I’m always interested to see the deep and lasting changes that can come from a regular meditation regimen…
…especially when those changes can be measured on a physical level.
Meditation has long been touted as a go-to source for stress reduction, and in recent years, researchers have been compiling evidence to back up those claims, even showing that mindfulness causes changes in brain structure.
Some of the latest findings come from the work of Richard J. Davidson, PhD and his colleagues in Wisconsin, Spain, and France.

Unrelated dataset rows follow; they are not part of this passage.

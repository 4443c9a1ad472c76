//! Exact solvers module.
//!
//! Besides the labelling algorithm, the compact MIP formulation can solve
//! KPLink by delegating the search to Gurobi.

// When built with the `gurobi` feature, expose the real implementation
#[cfg(feature = "gurobi")]
mod compact;
#[cfg(feature = "gurobi")]
pub use compact::*;

// Otherwise provide a lightweight stub so the rest of the codebase can compile
#[cfg(not(feature = "gurobi"))]
mod compact_stub {
    use crate::instance::KpLinkInstance;
    use crate::solution::Solution;

    #[derive(Debug, Clone)]
    pub struct CompactModelConfig {
        pub time_limit: f64,
        pub mip_gap: f64,
        pub threads: i32,
        pub verbose: bool,
        pub use_presolve: bool,
    }

    impl Default for CompactModelConfig {
        fn default() -> Self {
            CompactModelConfig {
                time_limit: 3600.0,
                mip_gap: 1e-6,
                threads: 1,
                verbose: false,
                use_presolve: true,
            }
        }
    }

    #[derive(Debug, Clone)]
    pub struct ExactResult {
        pub solution: Option<Solution>,
        pub best_bound: f64,
        pub gap: f64,
        pub optimal: bool,
        pub proven_infeasible: bool,
        pub status: String,
        pub nodes_explored: i64,
    }

    pub struct CompactModel {
        pub config: CompactModelConfig,
    }

    impl CompactModel {
        pub fn new(config: CompactModelConfig) -> Self {
            CompactModel { config }
        }
        pub fn solve(&self, _instance: &KpLinkInstance) -> Result<ExactResult, String> {
            Err("Gurobi feature not enabled in this build".to_string())
        }
    }
}

#[cfg(not(feature = "gurobi"))]
pub use compact_stub::*;
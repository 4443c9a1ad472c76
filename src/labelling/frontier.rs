//! Frontier store: the Pareto-efficient label sets, one per node.
//!
//! Each node keeps its labels ordered by `(cost, weight)`; the ordering has
//! no semantic meaning beyond deduplicating exact copies. Every insertion
//! preserves the antichain invariant: no label in a node's set dominates
//! another. The store also runs the scheduling queue of labels awaiting
//! extension.

use std::collections::{BTreeMap, VecDeque};

use log::debug;
use ordered_float::OrderedFloat;

use super::label::{Label, LabelArena, LabelId, Node};

/// Sort key of a label inside its node's set.
type FrontierKey = (OrderedFloat<f64>, OrderedFloat<f64>);

fn key_of(label: &Label) -> FrontierKey {
    (OrderedFloat(label.cost), OrderedFloat(label.weight))
}

/// Maps each node to the undominated labels currently resident there.
#[derive(Debug, Default)]
pub struct Frontier {
    sets: BTreeMap<Node, BTreeMap<FrontierKey, LabelId>>,
    /// Labels waiting to be extended, in creation order. The choice of
    /// which unextended label to process next is deliberately left open;
    /// it affects performance and tie-breaking among equal-cost optima,
    /// never correctness.
    pending: VecDeque<LabelId>,
}

impl Frontier {
    pub fn new() -> Self {
        Self::default()
    }

    /// Try to add `label` to the set at its node.
    ///
    /// Returns false and discards the label if an existing label at the
    /// node dominates it (an exact duplicate is dominated by its copy, so
    /// re-insertion is a no-op). Otherwise evicts every resident label the
    /// new one dominates, stores the label in the arena and returns true.
    ///
    /// Evicted labels are retired, not destroyed: they can no longer be
    /// extended, but chains running through them stay intact.
    pub fn insert(&mut self, arena: &mut LabelArena, label: Label, closed: bool) -> bool {
        let set = self.sets.entry(label.node).or_default();

        if set
            .values()
            .any(|&resident| arena.get(resident).dominates(&label))
        {
            debug!("label {} dominated at its node, discarded", label);
            return false;
        }

        let evicted: Vec<FrontierKey> = set
            .iter()
            .filter(|(_, &resident)| label.dominates(arena.get(resident)))
            .map(|(&key, _)| key)
            .collect();

        for key in evicted {
            if let Some(resident) = set.remove(&key) {
                debug!("label {} evicted by {}", arena.get(resident), label);
                arena.retire(resident);
            }
        }

        let id = arena.push(label, closed);
        set.insert(key_of(arena.get(id)), id);

        if !closed {
            self.pending.push_back(id);
        }

        true
    }

    /// Return some label not yet extended, or None when all labels have
    /// been processed. Labels retired after being enqueued are skipped.
    pub fn pick_unextended(&mut self, arena: &LabelArena) -> Option<LabelId> {
        while let Some(id) = self.pending.pop_front() {
            if !arena.is_retired(id) && !arena.is_extended(id) {
                return Some(id);
            }
        }
        None
    }

    /// Ids of the undominated labels currently at `node`.
    pub fn labels_at(&self, node: Node) -> impl Iterator<Item = LabelId> + '_ {
        self.sets.get(&node).into_iter().flat_map(|s| s.values().copied())
    }

    /// Number of undominated labels at `node`.
    pub fn len_at(&self, node: Node) -> usize {
        self.sets.get(&node).map_or(0, |s| s.len())
    }

    /// The minimum-cost label at `node`, if any.
    ///
    /// The per-node set is ordered by `(cost, weight)`, so the first entry
    /// is minimal in cost; ties are broken arbitrarily, any minimal-cost
    /// label is an equally valid answer.
    pub fn cheapest_at(&self, node: Node) -> Option<LabelId> {
        self.sets
            .get(&node)
            .and_then(|s| s.values().next().copied())
    }
}
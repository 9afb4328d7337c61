//! File-name extension helpers shared by compression selection and content-type detection

/// Lowercased text after the last `.` in `file_name`, or an empty string when there is no dot.
pub fn extension(file_name: &str) -> String {
    file_name
        .rsplit_once('.')
        .map(|(_, ext)| ext.to_ascii_lowercase())
        .unwrap_or_default()
}

/// MIME type derived from the file extension. Unknown extensions map to
/// `application/octet-stream`.
pub fn detect_content_type(file_name: &str) -> &'static str {
    match extension(file_name).as_str() {
        "txt" | "log" => "text/plain",
        "json" => "application/json",
        "xml" => "application/xml",
        "html" | "htm" => "text/html",
        "css" => "text/css",
        "js" => "application/javascript",
        "csv" => "text/csv",
        "md" => "text/markdown",
        "jpg" | "jpeg" => "image/jpeg",
        "png" => "image/png",
        "gif" => "image/gif",
        "pdf" => "application/pdf",
        "zip" => "application/zip",
        "gz" => "application/gzip",
        _ => "application/octet-stream",
    }
}

#[cfg(test)]
mod tests {
    use super::*;

    #[test]
    fn extension_uses_last_dot_and_lowercases() {
        assert_eq!(extension("report.TXT"), "txt");
        assert_eq!(extension("backup.tar.gz"), "gz");
        assert_eq!(extension("Makefile"), "");
        assert_eq!(extension("trailing."), "");
    }

    #[test]
    fn known_content_types() {
        assert_eq!(detect_content_type("notes.txt"), "text/plain");
        assert_eq!(detect_content_type("server.log"), "text/plain");
        assert_eq!(detect_content_type("index.HTM"), "text/html");
        assert_eq!(detect_content_type("photo.jpeg"), "image/jpeg");
        assert_eq!(detect_content_type("data.json"), "application/json");
    }

    #[test]
    fn unknown_content_type_falls_back_to_octet_stream() {
        assert_eq!(detect_content_type("disk.img"), "application/octet-stream");
        assert_eq!(detect_content_type("noext"), "application/octet-stream");
    }
}
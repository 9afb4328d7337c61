//! Encryption gateway: typed capability over an external key-management service.
//!
//! The pipeline never touches key material. It hands plaintext bytes to an
//! [`EncryptionGateway`] and gets back an opaque ciphertext token, and the reverse
//! on retrieval.

use async_trait::async_trait;

use crate::error::Result;

pub mod mock;
pub mod transit;

pub use mock::MockGateway;
pub use transit::TransitClient;

/// Encrypt/decrypt capability backed by an external service.
#[async_trait]
pub trait EncryptionGateway: Send + Sync {
    /// Encrypt `plaintext`, returning the service's ciphertext token.
    async fn encrypt(&self, plaintext: &[u8]) -> Result<String>;

    /// Decrypt a token previously returned by [`EncryptionGateway::encrypt`].
    async fn decrypt(&self, ciphertext: &str) -> Result<Vec<u8>>;

    /// Liveness probe for diagnostics. Never called on the store/retrieve path.
    async fn health(&self) -> bool;
}
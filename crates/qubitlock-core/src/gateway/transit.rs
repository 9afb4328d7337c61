//! HTTP client for a transit-style encryption service.
//!
//! Requests:
//! - `POST {url}/v1/{mount}/encrypt/{key}` with `{"plaintext": <base64>}` → `data.ciphertext`
//! - `POST {url}/v1/{mount}/decrypt/{key}` with `{"ciphertext": <token>}` → `data.plaintext` (base64)
//! - `GET  {url}/v1/{mount}/keys/{key}` as the liveness probe
//!
//! Every request carries the service token in `X-Vault-Token`.

use std::time::Duration;

use async_trait::async_trait;
use base64::{engine::general_purpose::STANDARD, Engine as _};
use serde::{Deserialize, Serialize};
use tracing::{debug, warn};
use zeroize::Zeroizing;

use super::EncryptionGateway;
use crate::config::VaultConfig;
use crate::error::{QubitLockError, Result};

const TOKEN_HEADER: &str = "X-Vault-Token";

#[derive(Serialize)]
struct EncryptRequest<'a> {
    plaintext: &'a str,
}

#[derive(Serialize)]
struct DecryptRequest<'a> {
    ciphertext: &'a str,
}

#[derive(Debug, Deserialize)]
struct TransitResponse {
    data: Option<TransitData>,
}

#[derive(Debug, Deserialize)]
struct TransitData {
    ciphertext: Option<String>,
    plaintext: Option<String>,
}

/// Transit encryption client. Holds the service token, never key material.
pub struct TransitClient {
    client: reqwest::Client,
    base_url: String,
    key_name: String,
    token: Zeroizing<String>,
}

impl std::fmt::Debug for TransitClient {
    fn fmt(&self, f: &mut std::fmt::Formatter<'_>) -> std::fmt::Result {
        f.debug_struct("TransitClient")
            .field("base_url", &self.base_url)
            .field("key_name", &self.key_name)
            .field("token", &"[REDACTED]")
            .finish()
    }
}

impl TransitClient {
    /// Build a client from configuration.
    pub fn new(config: &VaultConfig) -> Result<Self> {
        let client = reqwest::Client::builder()
            .timeout(Duration::from_secs(config.timeout_secs))
            .build()?;
        Ok(Self {
            client,
            base_url: format!(
                "{}/v1/{}",
                config.url.trim_end_matches('/'),
                config.mount.trim_matches('/')
            ),
            key_name: config.key_name.clone(),
            token: Zeroizing::new(config.token.clone()),
        })
    }

    fn endpoint(&self, operation: &str) -> String {
        format!("{}/{}/{}", self.base_url, operation, self.key_name)
    }

    async fn post<B: Serialize + ?Sized>(&self, operation: &str, body: &B) -> Result<TransitData> {
        let url = self.endpoint(operation);
        let response = self
            .client
            .post(&url)
            .header(TOKEN_HEADER, self.token.as_str())
            .json(body)
            .send()
            .await?;

        let status = response.status();
        if !status.is_success() {
            let text = response.text().await.unwrap_or_default();
            warn!(%url, %status, "transit request rejected");
            return Err(QubitLockError::Gateway(format!("HTTP {}: {}", status, text.trim())));
        }

        let parsed: TransitResponse = response.json().await?;
        parsed.data.ok_or(QubitLockError::MalformedResponse { field: "data" })
    }
}

fn required(value: Option<String>, field: &'static str) -> Result<String> {
    value
        .filter(|v| !v.is_empty())
        .ok_or(QubitLockError::MalformedResponse { field })
}

#[async_trait]
impl EncryptionGateway for TransitClient {
    async fn encrypt(&self, plaintext: &[u8]) -> Result<String> {
        let encoded = Zeroizing::new(STANDARD.encode(plaintext));
        let data = self
            .post("encrypt", &EncryptRequest { plaintext: &encoded })
            .await?;
        let ciphertext = required(data.ciphertext, "data.ciphertext")?;
        debug!(plaintext_len = plaintext.len(), "transit encrypt ok");
        Ok(ciphertext)
    }

    async fn decrypt(&self, ciphertext: &str) -> Result<Vec<u8>> {
        let data = self.post("decrypt", &DecryptRequest { ciphertext }).await?;
        let encoded = Zeroizing::new(required(data.plaintext, "data.plaintext")?);
        let plaintext = STANDARD
            .decode(encoded.as_bytes())
            .map_err(|e| QubitLockError::Gateway(format!("plaintext is not valid base64: {e}")))?;
        debug!(plaintext_len = plaintext.len(), "transit decrypt ok");
        Ok(plaintext)
    }

    async fn health(&self) -> bool {
        match self
            .client
            .get(self.endpoint("keys"))
            .header(TOKEN_HEADER, self.token.as_str())
            .send()
            .await
        {
            Ok(_) => true,
            Err(e) => {
                debug!(error = %e, "transit service unreachable");
                false
            }
        }
    }
}

#[cfg(test)]
mod tests {
    use super::*;

    fn config(url: &str) -> VaultConfig {
        VaultConfig {
            url: url.to_string(),
            token: "s.token".into(),
            ..Default::default()
        }
    }

    #[test]
    fn endpoints_are_built_from_mount_and_key() {
        let client = TransitClient::new(&config("http://vault:8200/")).unwrap();
        assert_eq!(
            client.endpoint("encrypt"),
            "http://vault:8200/v1/transit/encrypt/qubitlock"
        );
        assert_eq!(
            client.endpoint("keys"),
            "http://vault:8200/v1/transit/keys/qubitlock"
        );
    }

    #[test]
    fn debug_hides_token() {
        let client = TransitClient::new(&config("http://vault:8200")).unwrap();
        assert!(!format!("{:?}", client).contains("s.token"));
    }

    #[test]
    fn empty_payload_field_is_malformed() {
        assert!(matches!(
            required(Some(String::new()), "data.ciphertext"),
            Err(QubitLockError::MalformedResponse {
                field: "data.ciphertext"
            })
        ));
        assert_eq!(required(Some("x".into()), "data.plaintext").unwrap(), "x");
    }

    #[tokio::test]
    async fn unreachable_service_reports_unhealthy() {
        let client = TransitClient::new(&VaultConfig {
            timeout_secs: 1,
            ..config("http://127.0.0.1:9")
        })
        .unwrap();
        assert!(!client.health().await);
        assert!(matches!(
            client.encrypt(b"data").await,
            Err(QubitLockError::Gateway(_))
        ));
    }
}
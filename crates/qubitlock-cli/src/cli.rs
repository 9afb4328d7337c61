use std::io::Write;
use std::path::{Path, PathBuf};
use std::sync::Arc;

use anyhow::{bail, Context, Result};
use clap::{Parser, Subcommand};
use qubitlock_core::{
    ContentPipeline, EncryptOptions, LocalFileRepository, QubitLockConfig, TransitClient,
    DEFAULT_LIST_LIMIT,
};

type Pipeline = ContentPipeline<TransitClient, LocalFileRepository>;

#[derive(Parser)]
#[command(name = "qubitlock")]
#[command(about = "QubitLock secure content storage", long_about = None)]
pub struct Cli {
    /// Configuration file (.toml or .json)
    #[arg(short, long, default_value = "qubitlock.toml", env = "QUBITLOCK_CONFIG")]
    pub config: PathBuf,

    /// Emit logs as JSON
    #[arg(long)]
    pub json: bool,

    #[command(subcommand)]
    pub command: Command,
}

#[derive(Subcommand)]
pub enum Command {
    /// Compress, encrypt and store a file; prints its metadata
    Store {
        file: PathBuf,
        /// Store under this name instead of the file's own
        #[arg(long)]
        name: Option<String>,
        #[arg(long)]
        no_compression: bool,
        #[arg(long)]
        no_integrity: bool,
    },
    /// Fetch, verify and decrypt a file
    Retrieve {
        id: String,
        /// Write here instead of stdout
        #[arg(short, long)]
        output: Option<PathBuf>,
    },
    /// Check stored ciphertext against its integrity root
    Verify { id: String },
    /// List stored files, oldest first
    List {
        #[arg(short, long, default_value_t = DEFAULT_LIST_LIMIT)]
        limit: usize,
        #[arg(short, long, default_value_t = 0)]
        offset: usize,
    },
    /// Remove a stored file
    Delete { id: String },
    /// Probe the encryption service
    Health,
}

impl Cli {
    pub async fn run(self) -> Result<()> {
        let config = load_config(&self.config)?;
        let pipeline = build_pipeline(&config).await?;

        match self.command {
            Command::Store {
                ref file,
                ref name,
                no_compression,
                no_integrity,
            } => {
                let options = EncryptOptions {
                    enable_compression: !no_compression,
                    enable_integrity: !no_integrity,
                    ..Default::default()
                };
                store(&pipeline, file, name.as_deref(), &options).await
            }
            Command::Retrieve { ref id, ref output } => {
                retrieve(&pipeline, id, output.as_deref()).await
            }
            Command::Verify { ref id } => verify(&pipeline, id).await,
            Command::List { limit, offset } => list(&pipeline, limit, offset).await,
            Command::Delete { ref id } => delete(&pipeline, id).await,
            Command::Health => health(&pipeline).await,
        }
    }
}

fn load_config(path: &Path) -> Result<QubitLockConfig> {
    let config = if path.exists() {
        QubitLockConfig::from_file(path)
            .with_context(|| format!("loading config {}", path.display()))?
    } else {
        tracing::warn!("Config file not found, using defaults: {}", path.display());
        QubitLockConfig::default()
    };
    Ok(config.apply_env())
}

async fn build_pipeline(config: &QubitLockConfig) -> Result<Pipeline> {
    let gateway = TransitClient::new(&config.vault).context("building transit client")?;
    let repository = LocalFileRepository::new(&config.storage.root)
        .await
        .with_context(|| format!("opening storage at {}", config.storage.root.display()))?;
    Ok(ContentPipeline::new(
        config.pipeline(),
        Arc::new(gateway),
        Arc::new(repository),
    ))
}

async fn store(
    pipeline: &Pipeline,
    file: &Path,
    name: Option<&str>,
    options: &EncryptOptions,
) -> Result<()> {
    let data = tokio::fs::read(file)
        .await
        .with_context(|| format!("reading {}", file.display()))?;
    let file_name = match name {
        Some(name) => name.to_string(),
        None => file
            .file_name()
            .map(|n| n.to_string_lossy().into_owned())
            .unwrap_or_default(),
    };

    let metadata = pipeline.store(&data, &file_name, options).await?;
    println!("{}", serde_json::to_string_pretty(&metadata)?);
    Ok(())
}

async fn retrieve(pipeline: &Pipeline, id: &str, output: Option<&Path>) -> Result<()> {
    let data = pipeline.retrieve(id).await?;
    match output {
        Some(path) => {
            tokio::fs::write(path, &data)
                .await
                .with_context(|| format!("writing {}", path.display()))?;
            eprintln!("Wrote {} bytes to {}", data.len(), path.display());
        }
        None => std::io::stdout().lock().write_all(&data)?,
    }
    Ok(())
}

async fn verify(pipeline: &Pipeline, id: &str) -> Result<()> {
    if !pipeline.verify(id).await? {
        bail!("File {} FAILED integrity verification", id);
    }
    println!("File {} intact", id);
    Ok(())
}

async fn list(pipeline: &Pipeline, limit: usize, offset: usize) -> Result<()> {
    let files = pipeline.list(limit, offset).await?;
    println!("{:<36}  {:>12}  {:<25}  {}", "ID", "SIZE", "UPLOADED", "NAME");
    for file in files {
        println!(
            "{:<36}  {:>12}  {:<25}  {}",
            file.id,
            file.file_size,
            file.uploaded_at.format("%Y-%m-%d %H:%M:%S UTC"),
            file.file_name
        );
    }
    Ok(())
}

async fn delete(pipeline: &Pipeline, id: &str) -> Result<()> {
    if pipeline.delete(id).await? {
        println!("Deleted {}", id);
    } else {
        println!("No file {}", id);
    }
    Ok(())
}

async fn health(pipeline: &Pipeline) -> Result<()> {
    let status = pipeline.health().await;
    println!("{}", serde_json::to_string_pretty(&status)?);
    Ok(())
}
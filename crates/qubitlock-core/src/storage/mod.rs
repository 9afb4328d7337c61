//! Storage port: persistence of encrypted packages and their metadata records.
//!
//! ## Backends
//!
//! | Backend                  | Use Case                       |
//! |--------------------------|--------------------------------|
//! | `InMemoryFileRepository` | Unit tests, ephemeral runs     |
//! | `LocalFileRepository`    | Single-node filesystem storage |
//!
//! Backends write the ciphertext blob first and the metadata record last, so a
//! record never points at a blob that was not written.

use async_trait::async_trait;

use crate::error::Result;
use crate::models::{EncryptedPackage, FileMetadata};

mod local;
mod memory;

pub use local::LocalFileRepository;
pub use memory::InMemoryFileRepository;

/// Default page size for [`FileRepository::list_metadata`] callers
pub const DEFAULT_LIST_LIMIT: usize = 50;

/// Id-keyed persistence for packages and metadata.
#[async_trait]
pub trait FileRepository: Send + Sync {
    /// Persist a package and its metadata. Returns the metadata with `storage_name` set.
    async fn save(&self, package: EncryptedPackage, metadata: FileMetadata)
        -> Result<FileMetadata>;

    /// Load the package for `id`.
    ///
    /// Returns `QubitLockError::NotFound` if the id is unknown.
    async fn retrieve(&self, id: &str) -> Result<EncryptedPackage>;

    /// Load the metadata record for `id`.
    ///
    /// Returns `QubitLockError::NotFound` if the id is unknown.
    async fn get_metadata(&self, id: &str) -> Result<FileMetadata>;

    /// Remove both the blob and the metadata record. `Ok(false)` if nothing was stored.
    async fn delete(&self, id: &str) -> Result<bool>;

    /// Metadata records in insertion order, skipping `offset` and returning at most `limit`.
    async fn list_metadata(&self, limit: usize, offset: usize) -> Result<Vec<FileMetadata>>;
}
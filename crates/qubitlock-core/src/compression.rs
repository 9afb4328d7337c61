//! Extension-driven compression selection with Zstd and LZ4 codecs

use crate::content_type::extension;
use crate::error::QubitLockError;
use serde::{Deserialize, Serialize};
use std::borrow::Cow;
use tracing::{debug, warn};

/// Default Zstd level (1=fastest, 19=best ratio, 3=balanced)
pub const DEFAULT_ZSTD_LEVEL: i32 = 3;

/// Extensions whose content is already compressed; recompressing them only burns CPU.
const PRECOMPRESSED_EXTENSIONS: &[&str] = &[
    "zip", "gz", "gzip", "bz2", "bzip2", "xz", "lz", "lzma", "zst", "zstd", "7z", "rar", "tar",
    "tgz", "tbz2", "txz", "tlz", "tzst", "jpg", "jpeg", "png", "gif", "webp", "mp3", "mp4", "avi",
    "mkv", "pdf", "docx", "xlsx", "pptx",
];

/// Text-like extensions that get the higher-ratio algorithm.
const TEXT_EXTENSIONS: &[&str] = &[
    "txt", "csv", "json", "xml", "log", "html", "htm", "js", "css", "md", "yaml", "yml", "toml",
    "svg",
];

/// Compression scheme applied to a payload before encryption.
///
/// Recorded on the package so retrieval knows how to reverse it.
#[derive(Debug, Clone, Copy, PartialEq, Eq, Hash, Serialize, Deserialize)]
#[serde(rename_all = "lowercase")]
pub enum CompressionAlgorithm {
    /// Zstandard: higher ratio, used for text-like content
    Zstd,
    /// LZ4 frame with prepended size: fast fallback for everything else
    Lz4,
}

impl CompressionAlgorithm {
    /// Stable tag persisted in metadata records
    pub fn as_str(&self) -> &'static str {
        match self {
            CompressionAlgorithm::Zstd => "zstd",
            CompressionAlgorithm::Lz4 => "lz4",
        }
    }
}

impl std::fmt::Display for CompressionAlgorithm {
    fn fmt(&self, f: &mut std::fmt::Formatter<'_>) -> std::fmt::Result {
        f.write_str(self.as_str())
    }
}

/// Compress data with the given algorithm. `zstd_level` is ignored for LZ4.
pub fn compress(
    data: &[u8],
    algo: CompressionAlgorithm,
    zstd_level: i32,
) -> Result<Vec<u8>, QubitLockError> {
    match algo {
        CompressionAlgorithm::Lz4 => Ok(lz4_flex::compress_prepend_size(data)),
        CompressionAlgorithm::Zstd => zstd::encode_all(data, zstd_level)
            .map_err(|e| QubitLockError::CompressionFailed(e.to_string())),
    }
}

/// Decompress data using the algorithm that was used for compression.
pub fn decompress(data: &[u8], algo: CompressionAlgorithm) -> Result<Vec<u8>, QubitLockError> {
    match algo {
        CompressionAlgorithm::Lz4 => lz4_flex::decompress_size_prepended(data)
            .map_err(|e| QubitLockError::DecompressionFailed(e.to_string())),
        CompressionAlgorithm::Zstd => {
            zstd::decode_all(data).map_err(|e| QubitLockError::DecompressionFailed(e.to_string()))
        }
    }
}

/// Pick the algorithm for a file name. `None` means the format is already compressed.
pub fn select_algorithm(file_name: &str) -> Option<CompressionAlgorithm> {
    let ext = extension(file_name);
    if PRECOMPRESSED_EXTENSIONS.contains(&ext.as_str()) {
        None
    } else if TEXT_EXTENSIONS.contains(&ext.as_str()) {
        Some(CompressionAlgorithm::Zstd)
    } else {
        Some(CompressionAlgorithm::Lz4)
    }
}

/// Why a payload was stored uncompressed
#[derive(Debug, Clone, Copy, PartialEq, Eq)]
pub enum SkipReason {
    /// Extension identifies an already-compressed format
    PrecompressedFormat,
    /// Compressed output was not smaller than the input
    NotSmaller,
    /// The codec failed or produced no output
    CodecFailed,
}

/// Result of running the selector over one payload
#[derive(Debug)]
pub struct CompressionOutcome<'a> {
    /// Bytes to hand to the encryption gateway
    pub data: Cow<'a, [u8]>,
    /// Algorithm applied, `None` when the original bytes are kept
    pub algorithm: Option<CompressionAlgorithm>,
    /// Set when compression was attempted or considered but not applied
    pub skipped: Option<SkipReason>,
    /// Input size in bytes
    pub original_size: usize,
}

impl<'a> CompressionOutcome<'a> {
    /// Outcome for a payload whose compression is disabled: original bytes, no tag.
    pub fn passthrough(data: &'a [u8]) -> Self {
        Self {
            data: Cow::Borrowed(data),
            algorithm: None,
            skipped: None,
            original_size: data.len(),
        }
    }

    /// Size of the bytes that will be encrypted
    pub fn processed_size(&self) -> usize {
        self.data.len()
    }

    /// Fraction of bytes saved, `(original - processed) / original`. Zero when nothing was saved.
    pub fn savings_ratio(&self) -> f64 {
        if self.original_size == 0 {
            return 0.0;
        }
        self.original_size.saturating_sub(self.processed_size()) as f64 / self.original_size as f64
    }

    fn uncompressed(data: &'a [u8], reason: SkipReason) -> Self {
        Self {
            skipped: Some(reason),
            ..Self::passthrough(data)
        }
    }
}

/// Decides whether and how to compress a named payload.
#[derive(Debug, Clone, Copy)]
pub struct CompressionSelector {
    zstd_level: i32,
}

impl Default for CompressionSelector {
    fn default() -> Self {
        Self::new(DEFAULT_ZSTD_LEVEL)
    }
}

impl CompressionSelector {
    /// Create a selector; the level is clamped to Zstd's 1..=19 range.
    pub fn new(zstd_level: i32) -> Self {
        Self {
            zstd_level: zstd_level.clamp(1, 19),
        }
    }

    /// Zstd level in use
    pub fn zstd_level(&self) -> i32 {
        self.zstd_level
    }

    /// Compress `data` if its extension calls for it and the result actually shrinks.
    ///
    /// Never fails: codec errors and non-shrinking output both fall back to the
    /// original bytes with no algorithm tag.
    pub fn apply<'a>(&self, file_name: &str, data: &'a [u8]) -> CompressionOutcome<'a> {
        let Some(algo) = select_algorithm(file_name) else {
            debug!(file_name, "format already compressed, skipping compression");
            return CompressionOutcome::uncompressed(data, SkipReason::PrecompressedFormat);
        };

        let compressed = match compress(data, algo, self.zstd_level) {
            Ok(c) if !c.is_empty() => c,
            Ok(_) => {
                warn!(file_name, %algo, "compressor produced no output, keeping original bytes");
                return CompressionOutcome::uncompressed(data, SkipReason::CodecFailed);
            }
            Err(e) => {
                warn!(file_name, %algo, error = %e, "compression failed, keeping original bytes");
                return CompressionOutcome::uncompressed(data, SkipReason::CodecFailed);
            }
        };

        if compressed.len() >= data.len() {
            debug!(
                original = data.len(),
                compressed = compressed.len(),
                %algo,
                "compression did not shrink payload, storing as-is"
            );
            return CompressionOutcome::uncompressed(data, SkipReason::NotSmaller);
        }

        let outcome = CompressionOutcome {
            data: Cow::Owned(compressed),
            algorithm: Some(algo),
            skipped: None,
            original_size: data.len(),
        };
        debug!(
            original = outcome.original_size,
            compressed = outcome.processed_size(),
            savings_pct = outcome.savings_ratio() * 100.0,
            %algo,
            "payload compressed"
        );
        outcome
    }
}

(If his name sounds familiar, that’s because Dr. Davidson has been doing a lot of work looking at the brain’s response to meditation, and he’s the author of the New York Times Bestseller, The Emotional Life of Your Brain.)
While lots of studies have shown the positive effects of meditation, Dr. Davidson’s team took a unique approach. They wanted to find out what was happening at a cellular level.
To do that, they compared the effects of a day of intensive mindfulness meditation in a group of 19 experienced meditators with a group of 21 untrained people who engaged in a day of quiet leisure activities.
At the beginning and end of the day, each participant gave a blood sample.
When the blood samples were analyzed, they found evidence of a rapid change in gene expression within those folks who meditated – genes that regulate inflammation and pain as well as some associated with cortisol recovery from a stress test.
These findings are pretty exciting because the genes involved have been a target for pharmaceutical interventions. So meditation could offer an alternative solution with the potential for fewer side effects.
One caveat to this study is that researchers were looking at the effects of an intense one-day meditation intervention in people who were already experienced meditators. That means we can’t generalize the results to new meditators.
It’ll be interesting to see how the results turn out when non-meditators are given the same intervention.
This study presents a novel way of looking at the effects of mindfulness, and it is sure to open the door to some really cool new research (and perhaps some new methods for treatments).
If you’d like to read more about this work, it was published in Psychoneuroendocrinology, volume 40.
It’s always encouraging to learn about the physical changes that can come from mindfulness. Changing the brain, or even gene expression, are just some of the exciting possibilities for mindfulness as treatment.
Even more exciting (to me, anyway) is how mindfulness can change the way we interact with people. Mindfulness can help almost any relationship.